▶ [Action item]: Please find the lines in the following records that hold "Whether", and copy them.

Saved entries

<<<<

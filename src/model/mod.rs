//! Wire payloads exchanged with a GEDCOM X API.
//!
//! The genealogical data model is treated as opaque: each type names only
//! the fields navigation needs (identifiers, links, references between
//! resources) and keeps everything else in a flattened `extra` map, so a
//! payload read from the server and written back loses nothing.
//!
//! Two document roots exist: [`Gedcomx`] for resource representations and
//! [`Feed`] for Atom-style result lists (search results, matches, change
//! history).

mod feed;
mod gedcomx;

pub use feed::{Entry, EntryContent, Feed};
pub use gedcomx::{
    Agent, Collection, Comment, Discussion, Gedcomx, Merge, MergeAnalysis, Person,
    PlaceDescription, Relationship, ResourceReference, SourceDescription, User,
};

use crate::link::Links;

/// GEDCOM X JSON.
pub const GEDCOMX_JSON: &str = "application/x-gedcomx-v1+json";
/// GEDCOM X Atom feed JSON.
pub const GEDCOMX_ATOM_JSON: &str = "application/x-gedcomx-atom+json";
/// FamilySearch extension of GEDCOM X JSON.
pub const FAMILYSEARCH_JSON: &str = "application/x-fs-v1+json";
/// OAuth2 token responses.
pub const JSON: &str = "application/json";
/// OAuth2 token requests.
pub const FORM_URLENCODED: &str = "application/x-www-form-urlencoded";

/// Anything that carries hypermedia links.
pub trait Linked {
    fn links(&self) -> &Links;
}
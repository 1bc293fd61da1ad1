//! Plain HTTP request and response values exchanged with a [`Transport`](super::Transport).
//!
//! Both types are owned, clonable snapshots. A request is cloned when the
//! throttling middleware re-issues it; a response is stored inside an
//! application state for the lifetime of that state.

use reqwest::header::{
    ALLOW, AUTHORIZATION, CONTENT_TYPE, ETAG, HeaderMap, HeaderName, HeaderValue, LAST_MODIFIED,
    LINK, LOCATION, RETRY_AFTER, WARNING,
};
use reqwest::{Method, StatusCode};
use url::Url;

use super::status::StatusClass;

/// Marker header added to a response that succeeded only after throttled retries.
pub const THROTTLED_HEADER: &str = "x-throttled";

/// An outgoing HTTP request.
#[derive(Debug, Clone)]
pub struct HttpRequest {
    /// Request method.
    pub method: Method,
    /// Absolute request URI.
    pub uri: Url,
    /// Request headers.
    pub headers: HeaderMap,
    /// Optional request body.
    pub body: Option<Vec<u8>>,
}

impl HttpRequest {
    /// Creates a request with no headers and no body.
    #[must_use]
    pub fn new(method: Method, uri: Url) -> Self {
        Self {
            method,
            uri,
            headers: HeaderMap::new(),
            body: None,
        }
    }

    /// Replaces a header value, returning the request.
    #[must_use]
    pub fn with_header(mut self, name: HeaderName, value: HeaderValue) -> Self {
        self.headers.insert(name, value);
        self
    }

    /// Sets the request body and its content type.
    #[must_use]
    pub fn with_body(mut self, content_type: HeaderValue, body: Vec<u8>) -> Self {
        self.headers.insert(CONTENT_TYPE, content_type);
        self.body = Some(body);
        self
    }

    /// Returns a header value as a string, if present and valid UTF-8.
    #[must_use]
    pub fn header_str(&self, name: impl reqwest::header::AsHeaderName) -> Option<&str> {
        self.headers.get(name).and_then(|v| v.to_str().ok())
    }

    /// Returns the bearer token from the `Authorization` header, if any.
    #[must_use]
    pub fn bearer_token(&self) -> Option<&str> {
        self.header_str(AUTHORIZATION)
            .and_then(|value| value.strip_prefix("Bearer "))
    }
}

/// A completed HTTP response, body fully buffered.
#[derive(Debug, Clone)]
pub struct HttpResponse {
    /// Response status.
    pub status: StatusCode,
    /// Response headers.
    pub headers: HeaderMap,
    /// Response body (empty when the server sent none).
    pub body: Vec<u8>,
}

impl HttpResponse {
    /// Creates a response with no headers and an empty body.
    #[must_use]
    pub fn new(status: StatusCode) -> Self {
        Self {
            status,
            headers: HeaderMap::new(),
            body: Vec::new(),
        }
    }

    /// Replaces a header value, returning the response.
    #[must_use]
    pub fn with_header(mut self, name: HeaderName, value: HeaderValue) -> Self {
        self.headers.insert(name, value);
        self
    }

    /// Sets the response body, returning the response.
    #[must_use]
    pub fn with_body(mut self, body: impl Into<Vec<u8>>) -> Self {
        self.body = body.into();
        self
    }

    /// Classifies the response status.
    #[must_use]
    pub fn status_class(&self) -> StatusClass {
        StatusClass::of(self.status)
    }

    /// Returns a header value as a string, if present and valid UTF-8.
    #[must_use]
    pub fn header_str(&self, name: impl reqwest::header::AsHeaderName) -> Option<&str> {
        self.headers.get(name).and_then(|v| v.to_str().ok())
    }

    /// The `ETag` validator, verbatim (quotes included).
    #[must_use]
    pub fn etag(&self) -> Option<&str> {
        self.header_str(ETAG)
    }

    /// The `Last-Modified` validator, verbatim.
    #[must_use]
    pub fn last_modified(&self) -> Option<&str> {
        self.header_str(LAST_MODIFIED)
    }

    /// The `Location` header.
    #[must_use]
    pub fn location(&self) -> Option<&str> {
        self.header_str(LOCATION)
    }

    /// The raw `Retry-After` header.
    #[must_use]
    pub fn retry_after(&self) -> Option<&str> {
        self.header_str(RETRY_AFTER)
    }

    /// Methods listed in the `Allow` header.
    #[must_use]
    pub fn allowed_methods(&self) -> Vec<String> {
        self.headers
            .get_all(ALLOW)
            .iter()
            .filter_map(|v| v.to_str().ok())
            .flat_map(|v| v.split(','))
            .map(|m| m.trim().to_ascii_uppercase())
            .filter(|m| !m.is_empty())
            .collect()
    }

    /// All `Warning` header values.
    #[must_use]
    pub fn warnings(&self) -> Vec<&str> {
        self.headers
            .get_all(WARNING)
            .iter()
            .filter_map(|v| v.to_str().ok())
            .collect()
    }

    /// All `Link` header values.
    #[must_use]
    pub fn link_headers(&self) -> Vec<&str> {
        self.headers
            .get_all(LINK)
            .iter()
            .filter_map(|v| v.to_str().ok())
            .collect()
    }

    /// Whether the throttling middleware retried before obtaining this response.
    #[must_use]
    pub fn was_throttled(&self) -> bool {
        self.headers.contains_key(THROTTLED_HEADER)
    }

    /// Whether the body is empty.
    #[must_use]
    pub fn has_body(&self) -> bool {
        !self.body.iter().all(u8::is_ascii_whitespace)
    }
}
//! FamilySearch extension.
//!
//! The FamilySearch API serves the Collection, Person and Place resources
//! in its own media type and adds family-tree operations (duplicate
//! matching, merging, restoring deleted persons, change history). The media
//! type is swapped in by an [`ExtensionStateFactory`], whose Person profile
//! also enables the [`TREE_OPERATIONS`] set. The operations in [`tree`]
//! answer `Ok(None)` on a person built by any factory that does not enable it.

use std::sync::Arc;

use crate::GedcomxClient;
use crate::config::ClientConfig;
use crate::model::FAMILYSEARCH_JSON;
use crate::state::{
    DefaultStateFactory, ExtensionStateFactory, StateError, StateKind, StateProfile,
    StateRegistry,
};

pub mod tree;

/// Variant name of states built by the FamilySearch factory.
pub const FAMILYSEARCH_VARIANT: &str = "familysearch";

/// Operation set enabling the family-tree transitions of a person.
pub const TREE_OPERATIONS: &str = "family-tree";

/// Kinds whose FamilySearch representation differs from the core one.
pub const OVERRIDDEN_KINDS: [StateKind; 3] =
    [StateKind::Collection, StateKind::Person, StateKind::Place];

/// The FamilySearch factory: overrides [`OVERRIDDEN_KINDS`] and delegates
/// every other kind to the core GEDCOM X factory.
#[must_use]
pub fn factory() -> ExtensionStateFactory {
    let overrides = OVERRIDDEN_KINDS
        .into_iter()
        .fold(StateRegistry::new(), |registry, kind| {
            let profile = StateProfile::new(kind, FAMILYSEARCH_VARIANT, FAMILYSEARCH_JSON);
            registry.with(match kind {
                StateKind::Person => profile.with_operations(TREE_OPERATIONS),
                _ => profile,
            })
        });
    ExtensionStateFactory::new(
        FAMILYSEARCH_VARIANT,
        overrides,
        Arc::new(DefaultStateFactory::gedcomx()),
    )
}

/// A client negotiating FamilySearch representations.
///
/// # Errors
///
/// As [`GedcomxClient::with_factory`].
pub fn client(config: &ClientConfig) -> Result<GedcomxClient, StateError> {
    GedcomxClient::with_factory(config, Arc::new(factory()))
}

>>>>

▶ [Exercise result]:
    /// Whether the throttling middleware retried before obtaining this response.
    /// Whether the body is empty.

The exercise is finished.